Integral continuous domain transfer function is 1 / s, and the controller is a discrete system, so shall discrete continuous transfer function, of course, there are formulas calculate, for me this is not a good basis for people to understand strenuous, so use matlab to solve this problem.

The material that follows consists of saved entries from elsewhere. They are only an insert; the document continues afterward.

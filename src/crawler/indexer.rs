//! Index builder
//!
//! Lemmatizes the text of a fetched page and hands the counts to the store,
//! which applies the page update as one atomic unit.

use crate::lemma::{count_lemmas, Lemmatizer};
use crate::storage::{self, SharedStorage, Storage};
use crate::state::StopSignal;
use crate::{Result, SitelexError};
use std::sync::Arc;

/// Outcome of indexing one page
#[derive(Debug, Clone, Copy, PartialEq, Eq)]
pub struct IndexedPage {
    pub page_id: i64,
    /// Number of distinct lemmas recorded for the page
    pub lemmas: usize,
}

/// Lemmatize-and-persist step shared by the crawler and single-page re-index
pub struct PageIndexer {
    storage: SharedStorage,
    lemmatizer: Arc<dyn Lemmatizer>,
}

impl PageIndexer {
    pub fn new(storage: SharedStorage, lemmatizer: Arc<dyn Lemmatizer>) -> Self {
        Self {
            storage,
            lemmatizer,
        }
    }

    pub fn storage(&self) -> &SharedStorage {
        &self.storage
    }

    /// Indexes (or re-indexes) a page
    ///
    /// `content` is stored as the raw page; `text` is what gets lemmatized.
    pub fn index_document(
        &self,
        site_id: i64,
        path: &str,
        code: u16,
        content: &str,
        text: &str,
    ) -> Result<IndexedPage> {
        self.store(site_id, path, code, content, text, None)
    }

    /// Indexes a page unless `stop` has been raised
    ///
    /// The stop check and the write happen under one storage lock, so a page
    /// is never stored after the stop has failed its site.
    pub fn index_document_unless_stopped(
        &self,
        stop: &StopSignal,
        site_id: i64,
        path: &str,
        code: u16,
        content: &str,
        text: &str,
    ) -> Result<IndexedPage> {
        self.store(site_id, path, code, content, text, Some(stop))
    }

    fn store(
        &self,
        site_id: i64,
        path: &str,
        code: u16,
        content: &str,
        text: &str,
        stop: Option<&StopSignal>,
    ) -> Result<IndexedPage> {
        let lemmas = count_lemmas(text, self.lemmatizer.as_ref());
        let page_id = {
            let mut storage = storage::lock(&self.storage)?;
            if stop.is_some_and(|stop| stop.is_stopped()) {
                return Err(SitelexError::Stopped);
            }
            storage.store_page_index(site_id, path, code, content, &lemmas)?
        };

        tracing::debug!(
            "Indexed page {} of site {} with {} lemmas",
            path,
            site_id,
            lemmas.len()
        );

        Ok(IndexedPage {
            page_id,
            lemmas: lemmas.len(),
        })
    }

    /// Removes a page and its index rows; returns false if it was not stored
    pub fn remove_document(&self, site_id: i64, path: &str) -> Result<bool> {
        Ok(storage::lock(&self.storage)?.remove_page(site_id, path)?)
    }

    pub fn page_exists(&self, site_id: i64, path: &str) -> Result<bool> {
        Ok(storage::lock(&self.storage)?.page_exists(site_id, path)?)
    }
}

Lcfun = tf ([0,1], [1,0]);% continuous function of 1 / s molecules [0,1], the denominator is a [1,0];
Ldfun = C2D (Lcfun,. 3-1E, 'tustin');% c2d continuous function is a discrete, 1e-3 signal sampling period of 10ms;
can view discrete function Ldfun in matlab = (0.0005 z + 0.0005) / (z-1); then convert discrete function written into the C language habit:
the Y (n-) / X-(n-) = (0.0005 + 0.0005 Z) / (Z-. 1);
decomposition at Serve:
zY (Z) = 0.0005zX (Z) + 0.0005X (Z ) + Y (z);
this equation is equivalent to:
the Y (n-) = 0.0005x (n-) + 0.0005x (. 1-n-) + Y (n--. 1);
NOTE: Y (n) is the current need to calculate the result value, x (n) is the current input value, (n-1) the input value at a time point x, y (n-1) is the result of a time value.
If the code is used to generate C matlab model, this process is not required, the direct use simulink discrete integrator module:
setting the gain module is 0.0005, while the maximum value is provided in accordance with the actual minimum value.
Finally, the whole project together and compiled into C code.